Emergency Action Plan

SUMMARY

Many of us have had practice or training when it comes to deciding the best methods in dealing with an emergency. Far too often when those fight-or-flight situations arise, it’s difficult for us to recall everything we need to know. Luckily, there are written procedures with maps and guides on how to effectively address emergency situations, assuming they have been prepared and reviewed in advance at your office/event location.

GENERAL INFORMATION

An Emergency Action Plan (EAP) can be found at your camp and local council office, and it’s a good idea to develop one for your regular meeting place or campout location. As part of the program hazard analysis for your camp, activity-specific EAPs are most effective when they are developed, approved, and practiced on a regular basis.

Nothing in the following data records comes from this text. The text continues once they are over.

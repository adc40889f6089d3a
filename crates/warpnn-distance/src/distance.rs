//! Distance value newtypes shared by every kernel.

use std::cmp::Ordering;
use std::fmt;

/// A non-negative distance value in the units of the measure that produced it.
///
/// [`Distance::INFINITY`] means "at least the cutoff" when returned by an
/// early-abandoning call, or "no admissible alignment" when the band makes the
/// final cell unreachable.
#[derive(Debug, Clone, Copy, PartialEq, PartialOrd)]
pub struct Distance(f64);

impl Distance {
    /// Infinite distance, used as a sentinel when early abandoning.
    pub const INFINITY: Self = Self(f64::INFINITY);

    /// Zero distance.
    pub const ZERO: Self = Self(0.0);

    /// Create a new distance from a raw value.
    pub(crate) fn new(value: f64) -> Self {
        Self(value)
    }

    /// Return the raw distance value.
    #[must_use]
    pub fn value(self) -> f64 {
        self.0
    }

    /// Return true unless this is the abandon/unreachable sentinel.
    #[must_use]
    pub fn is_finite(self) -> bool {
        self.0.is_finite()
    }

    /// Total ordering comparison using [`f64::total_cmp`].
    #[must_use]
    pub fn total_cmp(&self, other: &Self) -> Ordering {
        self.0.total_cmp(&other.0)
    }
}

impl fmt::Display for Distance {
    fn fmt(&self, f: &mut fmt::Formatter<'_>) -> fmt::Result {
        write!(f, "{:.6}", self.0)
    }
}

/// A distance together with the narrowest band that reproduces it.
///
/// `validity_radius` is the widest `|i - j|` along the optimal alignment that
/// produced `distance`. Any band radius between it and the band used for the
/// computation yields the same value. `None` when the distance is infinite.
#[derive(Debug, Clone, Copy, PartialEq)]
pub struct ExtendedDistance {
    /// The distance itself.
    pub distance: Distance,
    /// Smallest band radius at which `distance` is exact.
    pub validity_radius: Option<usize>,
}

impl ExtendedDistance {
    /// The result of an abandoned or unreachable computation.
    pub const ABANDONED: Self = Self {
        distance: Distance::INFINITY,
        validity_radius: None,
    };

    pub(crate) fn new(value: f64, reach: usize) -> Self {
        if value.is_finite() {
            Self {
                distance: Distance::new(value),
                validity_radius: Some(reach),
            }
        } else {
            Self::ABANDONED
        }
    }

    /// Return true if the distance is exact for a band of radius `radius`.
    #[must_use]
    pub fn is_valid_at(&self, radius: usize) -> bool {
        self.validity_radius.is_some_and(|r| r <= radius)
    }
}
//! Longest common subsequence with a value tolerance and a warping window.

use tracing::instrument;

use crate::constraint::BandConstraint;
use crate::distance::{Distance, ExtendedDistance};
use crate::error::{DistanceError, require_non_negative};
use crate::measure::ElasticDistance;
use crate::series::TimeSeriesView;

/// Match count of a cell and the widest `|i - j|` on the chain that produced it.
#[derive(Debug, Clone, Copy, Default)]
struct Matches {
    count: usize,
    reach: usize,
}

impl Matches {
    fn from_parent(parent: Self, count: usize, i: usize, j: usize) -> Self {
        Self {
            count,
            reach: if count == 0 {
                0
            } else {
                parent.reach.max(i.abs_diff(j))
            },
        }
    }
}

/// LCSS configuration.
///
/// Two points match when `|a_i - b_j| <= epsilon` and `|i - j|` is inside the
/// band. The distance is `1 - matches / len(a)`, so it lies in `[0, 1]` and is
/// normalised by the first argument.
#[derive(Debug, Clone, Copy, PartialEq)]
pub struct Lcss {
    epsilon: f64,
    constraint: BandConstraint,
}

impl Lcss {
    /// Create an unconstrained LCSS calculator with match tolerance `epsilon`.
    ///
    /// # Errors
    ///
    /// | Variant | Condition |
    /// |---|---|
    /// | [`DistanceError::InvalidParameter`] | `epsilon` is negative, NaN or infinite |
    pub fn new(epsilon: f64) -> Result<Self, DistanceError> {
        Ok(Self {
            epsilon: require_non_negative("epsilon", epsilon)?,
            constraint: BandConstraint::Unconstrained,
        })
    }

    /// Apply a band constraint (the `delta` window).
    #[must_use]
    pub fn with_constraint(mut self, constraint: BandConstraint) -> Self {
        self.constraint = constraint;
        self
    }

    /// Return the match tolerance.
    #[must_use]
    pub fn epsilon(&self) -> f64 {
        self.epsilon
    }
}

impl ElasticDistance for Lcss {
    fn constraint(&self) -> BandConstraint {
        self.constraint
    }

    /// Count DP over an `(n+1) x (m+1)` grid. Cells outside the band read as
    /// zero matches.
    ///
    /// After each row the best reachable count is bounded by the row maximum
    /// plus the rows left, which gives the abandon test. When the band cannot
    /// reach the final cell the distance is 1 with no validity radius, since
    /// a wider band may find matches.
    ///
    /// # Errors
    ///
    /// Never fails; unequal lengths are allowed.
    #[instrument(level = "trace", skip(a, b))]
    fn distance_extended(
        &self,
        a: TimeSeriesView<'_>,
        b: TimeSeriesView<'_>,
        cutoff: f64,
    ) -> Result<ExtendedDistance, DistanceError> {
        let (a, b) = (a.as_slice(), b.as_slice());
        let (n, m) = (a.len(), b.len());
        let total = n as f64;

        if !self.constraint.admits(n, m) {
            if 1.0 >= cutoff {
                return Ok(ExtendedDistance::ABANDONED);
            }
            return Ok(ExtendedDistance {
                distance: Distance::new(1.0),
                validity_radius: None,
            });
        }

        let mut prev = vec![Matches::default(); m + 1];
        let mut curr = vec![Matches::default(); m + 1];
        // Row 0 is all zeros and entirely readable.
        let mut prev_range = 0..m + 1;

        for i in 1..=n {
            let band = self.constraint.column_range(i, m + 1);
            let range = band.start.max(1)..band.end;
            let mut row_max = 0;

            for j in range.clone() {
                let diag = if prev_range.contains(&(j - 1)) {
                    prev[j - 1]
                } else {
                    Matches::default()
                };

                let cell = if (a[i - 1] - b[j - 1]).abs() <= self.epsilon {
                    Matches::from_parent(diag, diag.count + 1, i, j)
                } else {
                    let up = if prev_range.contains(&j) {
                        prev[j]
                    } else {
                        Matches::default()
                    };
                    let left = if j > range.start {
                        curr[j - 1]
                    } else {
                        Matches::default()
                    };
                    let parent = if diag.count >= up.count && diag.count >= left.count {
                        diag
                    } else if up.count >= left.count {
                        up
                    } else {
                        left
                    };
                    Matches::from_parent(parent, parent.count, i, j)
                };
                curr[j] = cell;
                row_max = row_max.max(cell.count);
            }

            if 1.0 - (row_max + (n - i)) as f64 / total >= cutoff {
                return Ok(ExtendedDistance::ABANDONED);
            }

            prev_range = range;
            std::mem::swap(&mut prev, &mut curr);
        }

        let end = prev[m];
        let distance = 1.0 - end.count as f64 / total;
        if distance >= cutoff {
            return Ok(ExtendedDistance::ABANDONED);
        }
        Ok(ExtendedDistance::new(distance, end.reach))
    }
}
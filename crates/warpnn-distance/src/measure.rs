//! The common kernel interface and the closed set of supported measures.

use std::fmt;

use crate::bounds::{BoundInput, lb_erp, lb_global, lb_lcss, lb_lcss_global, lb_msm, lb_twe};
use crate::constraint::BandConstraint;
use crate::distance::{Distance, ExtendedDistance};
use crate::dtw::Dtw;
use crate::envelope::lb_keogh_ranked;
use crate::erp::Erp;
use crate::error::DistanceError;
use crate::euclidean::Euclidean;
use crate::lcss::Lcss;
use crate::msm::Msm;
use crate::twe::Twe;
use crate::series::TimeSeriesView;
use crate::wdtw::{Wdtw, min_weight};

/// A pairwise elastic distance in its three call shapes.
///
/// Implementors supply only [`distance_extended`][Self::distance_extended];
/// the cutoff-free and distance-only shapes delegate to it. An early-abandoned
/// call returns [`Distance::INFINITY`], never an approximate finite value.
pub trait ElasticDistance {
    /// Band applied by this measure.
    fn constraint(&self) -> BandConstraint;

    /// Distance with early abandoning plus the narrowest band reproducing it.
    ///
    /// Returns a finite distance if and only if it is strictly below `cutoff`.
    ///
    /// # Errors
    ///
    /// | Variant | Condition |
    /// |---|---|
    /// | [`DistanceError::LengthMismatch`] | Lock-step family given series of different lengths |
    fn distance_extended(
        &self,
        a: TimeSeriesView<'_>,
        b: TimeSeriesView<'_>,
        cutoff: f64,
    ) -> Result<ExtendedDistance, DistanceError>;

    /// Distance with early abandoning at `cutoff`.
    ///
    /// # Errors
    ///
    /// Same as [`distance_extended`][Self::distance_extended].
    fn distance_with_cutoff(
        &self,
        a: TimeSeriesView<'_>,
        b: TimeSeriesView<'_>,
        cutoff: f64,
    ) -> Result<Distance, DistanceError> {
        Ok(self.distance_extended(a, b, cutoff)?.distance)
    }

    /// Full distance.
    ///
    /// # Errors
    ///
    /// Same as [`distance_extended`][Self::distance_extended].
    fn distance(&self, a: TimeSeriesView<'_>, b: TimeSeriesView<'_>) -> Result<Distance, DistanceError> {
        self.distance_with_cutoff(a, b, f64::INFINITY)
    }
}

/// One of the supported elastic families with its parameters.
#[derive(Debug, Clone, Copy, PartialEq)]
pub enum Measure {
    /// Lock-step squared Euclidean distance.
    Euclidean(Euclidean),
    /// Dynamic time warping.
    Dtw(Dtw),
    /// Weighted dynamic time warping.
    Wdtw(Wdtw),
    /// Edit distance with real penalty.
    Erp(Erp),
    /// Longest common subsequence.
    Lcss(Lcss),
    /// Move-split-merge.
    Msm(Msm),
    /// Time warp edit.
    Twe(Twe),
}

impl Measure {
    /// Short lowercase name of the family.
    #[must_use]
    pub fn name(&self) -> &'static str {
        match self {
            Self::Euclidean(_) => "euclidean",
            Self::Dtw(_) => "dtw",
            Self::Wdtw(_) => "wdtw",
            Self::Erp(_) => "erp",
            Self::Lcss(_) => "lcss",
            Self::Msm(_) => "msm",
            Self::Twe(_) => "twe",
        }
    }

    /// Return this measure with its band replaced. Euclidean has no band and
    /// is returned unchanged.
    #[must_use]
    pub fn with_constraint(self, constraint: BandConstraint) -> Self {
        match self {
            Self::Euclidean(m) => Self::Euclidean(m),
            Self::Dtw(_) => Self::Dtw(Dtw::from_constraint(constraint)),
            Self::Wdtw(m) => Self::Wdtw(m.with_constraint(constraint)),
            Self::Erp(m) => Self::Erp(m.with_constraint(constraint)),
            Self::Lcss(m) => Self::Lcss(m.with_constraint(constraint)),
            Self::Msm(m) => Self::Msm(m.with_constraint(constraint)),
            Self::Twe(m) => Self::Twe(m.with_constraint(constraint)),
        }
    }

    /// Return this measure restricted to a Sakoe-Chiba band of `radius`.
    #[must_use]
    pub fn with_window(self, radius: usize) -> Self {
        self.with_constraint(BandConstraint::SakoeChibaRadius(radius))
    }

    /// True when the window parameter changes the result.
    #[must_use]
    pub fn is_windowed(&self) -> bool {
        !matches!(self, Self::Euclidean(_))
    }

    /// Band at which reference envelopes must be built for
    /// [`lower_bound`][Self::lower_bound], or `None` when the bound only reads
    /// global statistics.
    #[must_use]
    pub fn envelope_constraint(&self) -> Option<BandConstraint> {
        match self {
            Self::Dtw(_) | Self::Erp(_) | Self::Lcss(_) => Some(self.constraint()),
            _ => None,
        }
    }

    /// Admissible lower bound on `self.distance(query, reference)`.
    ///
    /// Envelope-based families use the reference envelope when one is attached
    /// and fall back to its global extrema otherwise. The result may stop
    /// short once it reaches `cutoff`.
    #[must_use]
    pub fn lower_bound(&self, query: &BoundInput<'_>, reference: &BoundInput<'_>, cutoff: f64) -> f64 {
        let q = query.series().as_slice();
        let rs = reference.stats();
        match self {
            Self::Euclidean(_) => lb_global(q, rs.min(), rs.max(), 1.0, cutoff),
            Self::Dtw(_) => match reference.envelope() {
                Some(env) => lb_keogh_ranked(q, env, query.stats().ranking(), cutoff),
                None => lb_global(q, rs.min(), rs.max(), 1.0, cutoff),
            },
            Self::Wdtw(m) => lb_global(q, rs.min(), rs.max(), min_weight(m.g(), q.len()), cutoff),
            Self::Erp(m) => match reference.envelope() {
                Some(env) => lb_erp(q, env, m.gap(), cutoff),
                None => lb_global(q, rs.min().min(m.gap()), rs.max().max(m.gap()), 1.0, cutoff),
            },
            Self::Lcss(m) => match reference.envelope() {
                Some(env) => lb_lcss(q, env, m.epsilon()),
                None => lb_lcss_global(q, rs.min(), rs.max(), m.epsilon()),
            },
            Self::Msm(m) => lb_msm(query, reference, m.cost()),
            Self::Twe(m) => lb_twe(
                query.stats(),
                reference.series().as_slice(),
                m.nu(),
                m.lambda(),
                cutoff,
            ),
        }
    }
}

impl ElasticDistance for Measure {
    fn constraint(&self) -> BandConstraint {
        match self {
            Self::Euclidean(m) => m.constraint(),
            Self::Dtw(m) => m.constraint(),
            Self::Wdtw(m) => m.constraint(),
            Self::Erp(m) => m.constraint(),
            Self::Lcss(m) => m.constraint(),
            Self::Msm(m) => m.constraint(),
            Self::Twe(m) => m.constraint(),
        }
    }

    fn distance_extended(
        &self,
        a: TimeSeriesView<'_>,
        b: TimeSeriesView<'_>,
        cutoff: f64,
    ) -> Result<ExtendedDistance, DistanceError> {
        match self {
            Self::Euclidean(m) => m.distance_extended(a, b, cutoff),
            Self::Dtw(m) => m.distance_extended(a, b, cutoff),
            Self::Wdtw(m) => m.distance_extended(a, b, cutoff),
            Self::Erp(m) => m.distance_extended(a, b, cutoff),
            Self::Lcss(m) => m.distance_extended(a, b, cutoff),
            Self::Msm(m) => m.distance_extended(a, b, cutoff),
            Self::Twe(m) => m.distance_extended(a, b, cutoff),
        }
    }
}

impl fmt::Display for Measure {
    fn fmt(&self, f: &mut fmt::Formatter<'_>) -> fmt::Result {
        f.write_str(self.name())
    }
}

impl From<Euclidean> for Measure {
    fn from(m: Euclidean) -> Self {
        Self::Euclidean(m)
    }
}

impl From<Dtw> for Measure {
    fn from(m: Dtw) -> Self {
        Self::Dtw(m)
    }
}

impl From<Wdtw> for Measure {
    fn from(m: Wdtw) -> Self {
        Self::Wdtw(m)
    }
}

impl From<Erp> for Measure {
    fn from(m: Erp) -> Self {
        Self::Erp(m)
    }
}

impl From<Lcss> for Measure {
    fn from(m: Lcss) -> Self {
        Self::Lcss(m)
    }
}

impl From<Msm> for Measure {
    fn from(m: Msm) -> Self {
        Self::Msm(m)
    }
}

impl From<Twe> for Measure {
    fn from(m: Twe) -> Self {
        Self::Twe(m)
    }
}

Some major components of an EAP include:

  • Evacuation routes and escape plans with instructions that can be posted in designated areas throughout your local council, camp location, and meeting place
  • Maps indicating:
    — Emergency exits
    — Primary and secondary evacuation routes
    — Locations of fire extinguishers
    — Locations of fire alarm pull stations
    — Assembly points
  • Emergency contacts that include a hierarchy of:
    — Your designated Scout leaders and local council contacts
    — Local hospitals; fire, police, or sheriff’s offices; and reminders about calling 911 (or the appropriate emergency telephone number)
  • Scenario-specific response plans:
    — Sheltering in place against environmental threats such as chemical, biological, or radiological contaminants
    — Severe weather, including weather reports that are specific to your location and, if applicable, a mass notification system plan
    — Active shooter situations, with information on how to respond and where to go or stay, including:
    • Nearest facility exits
    • Stationary response
    • Close confines response
  • Others
    — Where to go in an emergency when you are on a hiking trail or camping
    — Site-specific information (locations and contact information) for outdoor adventure camps, day camps, council offices, etc.